//! Interrupt-context delivery of one received frame to its matching targets.

use crate::error::Result;
use crate::message::Message;
use crate::queue::RxSink;

/// Controller handle given to callbacks.
///
/// Only non-blocking operations are offered, since callbacks run in interrupt context.
pub trait Bus {
    /// Stable device index from the controller configuration.
    fn index(&self) -> u32;

    fn bitrate(&self) -> u32;

    /// Submits a frame without blocking, see `Controller::send_isr`.
    fn send_isr(&self, message: &Message) -> Result<()>;
}

/// Synchronous message handler invoked from interrupt context.
///
/// Must not block and must return quickly. Returning `true` marks the message as consumed;
/// `false` passes it on to the queue bound to the same filter, if any.
pub trait Callback: Sync {
    fn on_message(&self, bus: &dyn Bus, message: &Message) -> bool;
}

impl<F> Callback for F
where
    F: Fn(&dyn Bus, &Message) -> bool + Sync,
{
    fn on_message(&self, bus: &dyn Bus, message: &Message) -> bool {
        self(bus, message)
    }
}

/// Where messages accepted by one filter go.
#[derive(Clone, Copy)]
pub struct DeliveryTarget<'a> {
    pub(crate) callback: Option<&'a dyn Callback>,
    pub(crate) queue: Option<&'a dyn RxSink>,
}

impl<'a> DeliveryTarget<'a> {
    pub fn callback(callback: &'a dyn Callback) -> Self {
        DeliveryTarget {
            callback: Some(callback),
            queue: None,
        }
    }

    pub fn queue(queue: &'a dyn RxSink) -> Self {
        DeliveryTarget {
            callback: None,
            queue: Some(queue),
        }
    }

    /// Callback first; the queue receives whatever the callback does not consume.
    pub fn both(callback: &'a dyn Callback, queue: &'a dyn RxSink) -> Self {
        DeliveryTarget {
            callback: Some(callback),
            queue: Some(queue),
        }
    }

    pub fn has_callback(&self) -> bool {
        self.callback.is_some()
    }

    pub fn has_queue(&self) -> bool {
        self.queue.is_some()
    }
}

/// Outcome of one dispatch, for diagnostics.
#[derive(Debug, Default, Clone, Copy, PartialEq, Eq)]
pub struct Delivery {
    pub consumed: u32,
    pub queued: u32,
    pub dropped: u32,
}

/// Hands `message` to each target in order.
///
/// Never fails: a message a queue refuses, because it is full or detached, counts as dropped.
pub fn deliver(bus: &dyn Bus, targets: &[DeliveryTarget<'_>], message: &Message) -> Delivery {
    let mut delivery = Delivery::default();
    for target in targets {
        if let Some(callback) = target.callback {
            if callback.on_message(bus, message) {
                delivery.consumed += 1;
                continue;
            }
        }
        if let Some(queue) = target.queue {
            if queue.push(message) {
                delivery.queued += 1;
            } else {
                delivery.dropped += 1;
            }
        }
    }
    delivery
}
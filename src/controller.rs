use core::cell::RefCell;

use embassy_sync::blocking_mutex::raw::RawMutex;
use embassy_sync::blocking_mutex::Mutex;

use crate::config::Config;
use crate::dispatcher::{self, Bus, Callback, DeliveryTarget};
use crate::driver::{Driver, IrqHandler};
use crate::error::{Error, Result};
use crate::filter::Filter;
use crate::kernel::{Deadline, Kernel, Semaphore, Ticks};
use crate::message::Message;
use crate::registry::{FilterId, FilterRegistry};

#[derive(Debug, Clone, Copy, PartialEq, Eq)]
#[cfg_attr(feature = "defmt", derive(defmt::Format))]
pub enum State {
    Uninitialized,
    Initialized,
    Up,
    Down,
}

/// Controller-wide counters. All of them wrap.
#[derive(Debug, Default, Clone, Copy, PartialEq, Eq)]
#[cfg_attr(feature = "defmt", derive(defmt::Format))]
pub struct Stats {
    /// Frames received while up.
    pub rx_frames: u32,
    /// Received frames no filter matched.
    pub unmatched_frames: u32,
    /// Deliveries a queue did not take: it was full, or no longer bound to a filter.
    pub queue_drops: u32,
    /// Frames accepted by the driver.
    pub tx_frames: u32,
}

struct TxWaiters {
    count: usize,
    epoch: u32,
}

struct Inner<'a, D, const F: usize> {
    state: State,
    driver: D,
    registry: FilterRegistry<'a, F>,
    tx: TxWaiters,
    stats: Stats,
}

impl<'a, D: Driver, const F: usize> Inner<'a, D, F> {
    fn submit_isr(&mut self, message: &Message) -> Result<()> {
        self.ensure_up()?;
        match self.driver.submit_frame(message) {
            Ok(()) => {
                self.stats.tx_frames = self.stats.tx_frames.wrapping_add(1);
                Ok(())
            }
            Err(nb::Error::WouldBlock) => Err(Error::WouldBlock),
            Err(nb::Error::Other(_)) => Err(Error::DeviceError),
        }
    }
}

impl<'a, D, const F: usize> Inner<'a, D, F> {
    fn ensure_up(&self) -> Result<()> {
        match self.state {
            State::Up => Ok(()),
            _ => Err(Error::NotUp),
        }
    }

    fn ensure_inited(&self) -> Result<()> {
        match self.state {
            State::Uninitialized => Err(Error::NotInited),
            _ => Ok(()),
        }
    }
}

/// One CAN controller: lifecycle, filter registry and the transmit path.
///
/// Every method takes `&self`, so a controller can live in a `static` shared between tasks
/// and the peripheral's interrupt handler. State is kept behind a blocking mutex `M`; with
/// `CriticalSectionRawMutex` the interrupt is masked while the registry is read or changed.
///
/// Up to `F` filters can be registered, fewer if the driver reports a smaller filter bank.
pub struct Controller<'a, M: RawMutex, K: Kernel, D: Driver, const F: usize> {
    config: Config,
    inner: Mutex<M, RefCell<Inner<'a, D, F>>>,
    tx_ready: K::Semaphore,
}

impl<'a, M, K, D, const F: usize> Controller<'a, M, K, D, F>
where
    M: RawMutex,
    K: Kernel,
    D: Driver,
{
    pub fn new(config: Config, driver: D) -> Self {
        let registry = FilterRegistry::new(driver.filter_capacity());
        Controller {
            config,
            inner: Mutex::new(RefCell::new(Inner {
                state: State::Uninitialized,
                driver,
                registry,
                tx: TxWaiters { count: 0, epoch: 0 },
                stats: Stats::default(),
            })),
            tx_ready: K::Semaphore::default(),
        }
    }

    fn with_inner<R>(&self, f: impl FnOnce(&mut Inner<'a, D, F>) -> R) -> R {
        self.inner.lock(|cell| f(&mut cell.borrow_mut()))
    }

    pub fn config(&self) -> &Config {
        &self.config
    }

    pub fn state(&self) -> State {
        self.with_inner(|inner| inner.state)
    }

    pub fn stats(&self) -> Stats {
        self.with_inner(|inner| inner.stats)
    }

    pub fn filter_count(&self) -> usize {
        self.with_inner(|inner| inner.registry.len())
    }

    pub fn filter_capacity(&self) -> usize {
        self.with_inner(|inner| inner.registry.capacity())
    }

    /// Number of tasks blocked in [`Controller::send`].
    pub fn pending_senders(&self) -> usize {
        self.with_inner(|inner| inner.tx.count)
    }

    /// Runs `f` on the driver under the controller lock.
    pub fn with_driver<R>(&self, f: impl FnOnce(&mut D) -> R) -> R {
        self.with_inner(|inner| f(&mut inner.driver))
    }

    pub fn init(&self) -> Result<()> {
        self.with_inner(|inner| {
            if inner.state != State::Uninitialized {
                return Err(Error::AlreadyInited);
            }
            inner.state = State::Initialized;
            Ok(())
        })?;
        info!("{}: initialized", self.config.name);
        Ok(())
    }

    /// Returns to `Uninitialized`, removing every filter.
    ///
    /// Tasks blocked on a filter queue are woken with `Cancelled`. A controller that is still
    /// up is taken down first.
    pub fn deinit(&self) -> Result<()> {
        self.with_inner(|inner| {
            inner.ensure_inited()?;
            if inner.state == State::Up {
                self.go_down(inner);
            }
            inner.registry.clear();
            inner.state = State::Uninitialized;
            Ok(())
        })?;
        info!("{}: deinitialized", self.config.name);
        Ok(())
    }

    pub fn up(&self) -> Result<()> {
        let bitrate = self.config.bitrate;
        let result = self.with_inner(|inner| match inner.state {
            State::Uninitialized => Err(Error::NotInited),
            State::Up => Ok(()),
            State::Initialized | State::Down => match inner.driver.activate(bitrate) {
                Ok(()) => {
                    inner.state = State::Up;
                    Ok(())
                }
                Err(_) => Err(Error::DeviceError),
            },
        });
        match result {
            Ok(()) => info!("{}: up at {} bit/s", self.config.name, bitrate),
            Err(Error::DeviceError) => warn!("{}: driver refused activation", self.config.name),
            Err(_) => {}
        }
        result
    }

    /// Stops bus activity.
    ///
    /// Every task blocked in `send` or `recv` returns `BusDown`, queued messages are discarded.
    /// Registered filters stay in place.
    pub fn down(&self) -> Result<()> {
        self.with_inner(|inner| {
            inner.ensure_up()?;
            self.go_down(inner);
            Ok(())
        })?;
        info!("{}: down", self.config.name);
        Ok(())
    }

    fn go_down(&self, inner: &mut Inner<'a, D, F>) {
        inner.driver.deactivate();
        inner.state = State::Down;
        inner.tx.epoch = inner.tx.epoch.wrapping_add(1);
        for _ in 0..inner.tx.count {
            self.tx_ready.give();
        }
        inner.registry.reset_queues(Error::BusDown);
    }

    pub fn register_filter(&self, filter: Filter, target: DeliveryTarget<'a>) -> Result<FilterId> {
        let id = self.with_inner(|inner| {
            inner.ensure_inited()?;
            inner.registry.register(filter, target)
        });
        match id {
            Ok(id) => debug!(
                "{}: filter {} id {:#x} mask {:#x}",
                self.config.name,
                id.as_raw(),
                filter.id(),
                filter.mask()
            ),
            Err(Error::CapacityExceeded) => warn!("{}: filter bank full", self.config.name),
            Err(_) => {}
        }
        id
    }

    /// Removes a filter. Tasks blocked in `recv` on it return `Cancelled`.
    pub fn deregister_filter(&self, id: FilterId) -> Result<()> {
        self.with_inner(|inner| inner.registry.deregister(id))?;
        debug!("{}: removed filter {}", self.config.name, id.as_raw());
        Ok(())
    }

    /// Attaches, replaces or (with `None`) removes the callback of a filter.
    pub fn set_callback(&self, id: FilterId, callback: Option<&'a dyn Callback>) -> Result<()> {
        self.with_inner(|inner| inner.registry.set_callback(id, callback))
    }

    /// Transmits a frame, blocking for up to `timeout` ticks while all mailboxes are busy.
    ///
    /// A `timeout` of zero tries exactly once and returns `Timeout` if no mailbox is free.
    pub fn send(&self, message: &Message, timeout: Ticks) -> Result<()> {
        let deadline = Deadline::<K>::after(timeout);
        let epoch = self.with_inner(|inner| {
            inner.ensure_up()?;
            inner.tx.count += 1;
            Ok(inner.tx.epoch)
        })?;

        let result = loop {
            let submitted = self.with_inner(|inner| {
                if inner.tx.epoch != epoch {
                    return Some(Err(Error::BusDown));
                }
                match inner.driver.submit_frame(message) {
                    Ok(()) => Some(Ok(())),
                    Err(nb::Error::WouldBlock) => None,
                    Err(nb::Error::Other(_)) => Some(Err(Error::DeviceError)),
                }
            });
            if let Some(result) = submitted {
                break result;
            }
            match deadline.remaining() {
                Some(left) => {
                    self.tx_ready.take(left);
                }
                None => break Err(Error::Timeout),
            }
        };

        self.with_inner(|inner| {
            inner.tx.count -= 1;
            if result.is_ok() {
                inner.stats.tx_frames = inner.stats.tx_frames.wrapping_add(1);
            }
        });
        result
    }

    /// Transmits a frame without blocking. Safe to call from interrupt context.
    pub fn send_isr(&self, message: &Message) -> Result<()> {
        self.with_inner(|inner| inner.submit_isr(message))
    }

    /// Receives the next message from the queue bound to filter `id`.
    ///
    /// Blocks for up to `timeout` ticks; zero polls once. Ends early with `Cancelled` if the
    /// filter is removed and with `BusDown` if the controller goes down.
    pub fn recv(&self, id: FilterId, timeout: Ticks) -> Result<Message> {
        let (queue, ready) = self.with_inner(|inner| {
            inner.ensure_up()?;
            let queue = inner.registry.queue_of(id).ok_or(Error::NotFound)?;
            Ok((queue, queue.begin_wait()))
        })?;
        match ready {
            Ok(message) => Ok(message),
            Err(ticket) => queue.wait(ticket, timeout),
        }
    }

    /// Takes one queued message of filter `id` without blocking.
    pub fn recv_isr(&self, id: FilterId) -> Result<Message> {
        let queue = self.with_inner(|inner| {
            inner.ensure_up()?;
            inner.registry.queue_of(id).ok_or(Error::NotFound)
        })?;
        queue.try_pop().ok_or(Error::WouldBlock)
    }

    /// Dispatches a received frame to every matching filter, in registration order.
    ///
    /// Called by the driver from interrupt context. The whole delivery happens inside one
    /// critical section, so once `down`, `deregister_filter` or `deinit` returns no callback
    /// or queue push of an earlier lookup can still run. Callbacks run without the registry
    /// borrowed and may reply through the [`Bus`] they are given.
    pub fn on_frame_received(&self, message: &Message) {
        self.inner.lock(|cell| {
            let targets = {
                let mut inner = cell.borrow_mut();
                if inner.state != State::Up {
                    return;
                }
                inner.stats.rx_frames = inner.stats.rx_frames.wrapping_add(1);
                let targets = inner.registry.lookup_matches(message);
                if targets.is_empty() {
                    inner.stats.unmatched_frames = inner.stats.unmatched_frames.wrapping_add(1);
                    return;
                }
                targets
            };

            let bus = LockedBus {
                config: &self.config,
                inner: cell,
            };
            let delivery = dispatcher::deliver(&bus, &targets, message);
            trace!(
                "{}: id {:#x} consumed {} queued {} dropped {}",
                self.config.name,
                message.raw_id(),
                delivery.consumed,
                delivery.queued,
                delivery.dropped
            );
            if delivery.dropped > 0 {
                let mut inner = cell.borrow_mut();
                inner.stats.queue_drops = inner.stats.queue_drops.wrapping_add(delivery.dropped);
            }
        })
    }

    /// Wakes one task blocked in [`Controller::send`]. Called by the driver from interrupt
    /// context once a transmit mailbox is free again.
    pub fn on_tx_complete(&self) {
        if self.with_inner(|inner| inner.tx.count > 0) {
            self.tx_ready.give();
        }
    }
}

/// Bus handle for callbacks running inside [`Controller::on_frame_received`], where the
/// controller lock is already held.
struct LockedBus<'c, 'a, D, const F: usize> {
    config: &'c Config,
    inner: &'c RefCell<Inner<'a, D, F>>,
}

impl<'c, 'a, D: Driver, const F: usize> Bus for LockedBus<'c, 'a, D, F> {
    fn index(&self) -> u32 {
        self.config.index
    }

    fn bitrate(&self) -> u32 {
        self.config.bitrate
    }

    fn send_isr(&self, message: &Message) -> Result<()> {
        self.inner.borrow_mut().submit_isr(message)
    }
}

impl<'a, M, K, D, const F: usize> Bus for Controller<'a, M, K, D, F>
where
    M: RawMutex,
    K: Kernel,
    D: Driver,
{
    fn index(&self) -> u32 {
        self.config.index
    }

    fn bitrate(&self) -> u32 {
        self.config.bitrate
    }

    fn send_isr(&self, message: &Message) -> Result<()> {
        Controller::send_isr(self, message)
    }
}

impl<'a, M, K, D, const F: usize> IrqHandler for Controller<'a, M, K, D, F>
where
    M: RawMutex + Sync,
    K: Kernel,
    D: Driver + Send,
{
    fn on_frame_received(&self, message: &Message) {
        Controller::on_frame_received(self, message)
    }

    fn on_tx_complete(&self) {
        Controller::on_tx_complete(self)
    }
}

_ _ _ _ _

* [Task requirements]: All lines above from the one with "messages are discarded." to the one with "inner.driver.deactivate();", inclusive, should be copied exactly, and no other lines.

* [Written response]:
    /// Every task blocked in `send` or `recv` returns `BusDown`, queued messages are discarded.
    /// Registered filters stay in place.
    pub fn down(&self) -> Result<()> {
        self.with_inner(|inner| {
            inner.ensure_up()?;
            self.go_down(inner);
            Ok(())
        })?;
        info!("{}: down", self.config.name);
        Ok(())
    }

    fn go_down(&self, inner: &mut Inner<'a, D, F>) {
        inner.driver.deactivate();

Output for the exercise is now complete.